> [Your assignment]:
Could you copy every line of the data that contains "MissingCount"?

> [Data shown]:
··········
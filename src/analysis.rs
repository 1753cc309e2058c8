//! Exploratory analysis of a loaded dataset.
//!
//! Produces plain data (serialisable to JSON) rather than charts: missing
//! counts, a rounded correlation matrix, categorical value counts, monthly
//! means of the time series and the IQR outlier summary.

use std::collections::{BTreeMap, HashMap};
use std::fmt;

use chrono::Datelike;
use serde::Serialize;

use crate::data::{ColumnData, Frame};
use crate::features::{outlier_summary, OutlierCount};

#[derive(Debug, Clone, PartialEq, Eq, Serialize)]
pub struct MissingCount {
    pub column: String,
    pub missing: usize,
}

/// Pairwise Pearson correlation of the numeric columns, rounded to 2
/// decimals. `None` where the coefficient is undefined.
#[derive(Debug, Clone, PartialEq, Serialize)]
pub struct CorrelationMatrix {
    pub columns: Vec<String>,
    pub values: Vec<Vec<Option<f64>>>,
}

impl CorrelationMatrix {
    pub fn get(&self, a: &str, b: &str) -> Option<f64> {
        let i = self.columns.iter().position(|c| c == a)?;
        let j = self.columns.iter().position(|c| c == b)?;
        self.values[i][j]
    }
}

impl fmt::Display for CorrelationMatrix {
    fn fmt(&self, f: &mut fmt::Formatter<'_>) -> fmt::Result {
        for (name, row) in self.columns.iter().zip(&self.values) {
            write!(f, "{:<40}", name)?;
            for value in row {
                match value {
                    Some(v) => write!(f, " {:>6.2}", v)?,
                    None => write!(f, " {:>6}", "N/A")?,
                }
            }
            writeln!(f)?;
        }
        Ok(())
    }
}

#[derive(Debug, Clone, PartialEq, Eq, Serialize)]
pub struct ValueCounts {
    pub column: String,
    /// Most frequent first; equal counts ordered by label.
    pub counts: Vec<(String, usize)>,
}

#[derive(Debug, Clone, PartialEq, Serialize)]
pub struct MonthlyMean {
    pub year: i32,
    pub month: u32,
    pub means: BTreeMap<String, Option<f64>>,
}

#[derive(Debug, Clone, Serialize)]
pub struct AnalysisReport {
    pub dataset: String,
    pub rows: usize,
    pub columns: usize,
    pub missing: Vec<MissingCount>,
    pub correlation: CorrelationMatrix,
    pub categorical: Vec<ValueCounts>,
    pub monthly_means: Vec<MonthlyMean>,
    pub outliers: Vec<OutlierCount>,
}

pub fn missing_values(frame: &Frame) -> Vec<MissingCount> {
    frame
        .columns()
        .iter()
        .map(|c| MissingCount {
            column: c.name.clone(),
            missing: c.data.missing_count(),
        })
        .collect()
}

fn pearson(x: &[Option<f64>], y: &[Option<f64>]) -> Option<f64> {
    let pairs: Vec<(f64, f64)> = x
        .iter()
        .zip(y)
        .filter_map(|(a, b)| Some(((*a)?, (*b)?)))
        .collect();
    if pairs.len() < 2 {
        return None;
    }

    let n = pairs.len() as f64;
    let mean_x = pairs.iter().map(|p| p.0).sum::<f64>() / n;
    let mean_y = pairs.iter().map(|p| p.1).sum::<f64>() / n;
    let (mut sxy, mut sxx, mut syy) = (0.0, 0.0, 0.0);
    for (a, b) in &pairs {
        let dx = a - mean_x;
        let dy = b - mean_y;
        sxy += dx * dy;
        sxx += dx * dx;
        syy += dy * dy;
    }
    if sxx == 0.0 || syy == 0.0 {
        return None;
    }
    let r = (sxy / (sxx * syy).sqrt()).clamp(-1.0, 1.0);
    Some((r * 100.0).round() / 100.0)
}

pub fn correlation_matrix(frame: &Frame) -> CorrelationMatrix {
    let columns = frame.numeric_column_names();
    let data: Vec<&[Option<f64>]> = columns.iter().filter_map(|c| frame.numeric(c)).collect();

    let mut values = vec![vec![None; columns.len()]; columns.len()];
    for i in 0..data.len() {
        for j in i..data.len() {
            let r = pearson(data[i], data[j]);
            values[i][j] = r;
            values[j][i] = r;
        }
    }
    CorrelationMatrix { columns, values }
}

pub fn categorical_counts(frame: &Frame) -> Vec<ValueCounts> {
    frame
        .columns()
        .iter()
        .filter_map(|column| match &column.data {
            ColumnData::Categorical(values) => {
                let mut counts: HashMap<&str, usize> = HashMap::new();
                for value in values.iter().flatten() {
                    *counts.entry(value.as_str()).or_default() += 1;
                }
                let mut counts: Vec<(String, usize)> =
                    counts.into_iter().map(|(k, v)| (k.to_string(), v)).collect();
                counts.sort_by(|a, b| b.1.cmp(&a.1).then_with(|| a.0.cmp(&b.0)));
                Some(ValueCounts {
                    column: column.name.clone(),
                    counts,
                })
            }
            _ => None,
        })
        .collect()
}

/// Mean of every numeric column per calendar month of `timestamp_column`.
/// Returns an empty list when the column is absent.
pub fn monthly_means(frame: &Frame, timestamp_column: &str) -> Vec<MonthlyMean> {
    let Some(stamps) = frame.timestamps(timestamp_column) else {
        return Vec::new();
    };
    let numeric = frame.numeric_column_names();

    let mut groups: BTreeMap<(i32, u32), Vec<usize>> = BTreeMap::new();
    for (row, ts) in stamps.iter().enumerate() {
        if let Some(ts) = ts {
            groups.entry((ts.year(), ts.month())).or_default().push(row);
        }
    }

    groups
        .into_iter()
        .map(|((year, month), rows)| {
            let means = numeric
                .iter()
                .map(|name| {
                    let values = frame.numeric(name).unwrap_or_default();
                    let present: Vec<f64> = rows.iter().filter_map(|&r| values[r]).collect();
                    let mean = (!present.is_empty())
                        .then(|| present.iter().sum::<f64>() / present.len() as f64);
                    (name.clone(), mean)
                })
                .collect();
            MonthlyMean { year, month, means }
        })
        .collect()
}

pub fn analyze(frame: &Frame, dataset: &str, timestamp_column: &str) -> AnalysisReport {
    AnalysisReport {
        dataset: dataset.to_string(),
        rows: frame.n_rows(),
        columns: frame.n_cols(),
        missing: missing_values(frame),
        correlation: correlation_matrix(frame),
        categorical: categorical_counts(frame),
        monthly_means: monthly_means(frame, timestamp_column),
        outliers: outlier_summary(frame),
    }
}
··········
> [Problem solution]:
pub struct MissingCount {
    pub missing: Vec<MissingCount>,
pub fn missing_values(frame: &Frame) -> Vec<MissingCount> {
        .map(|c| MissingCount {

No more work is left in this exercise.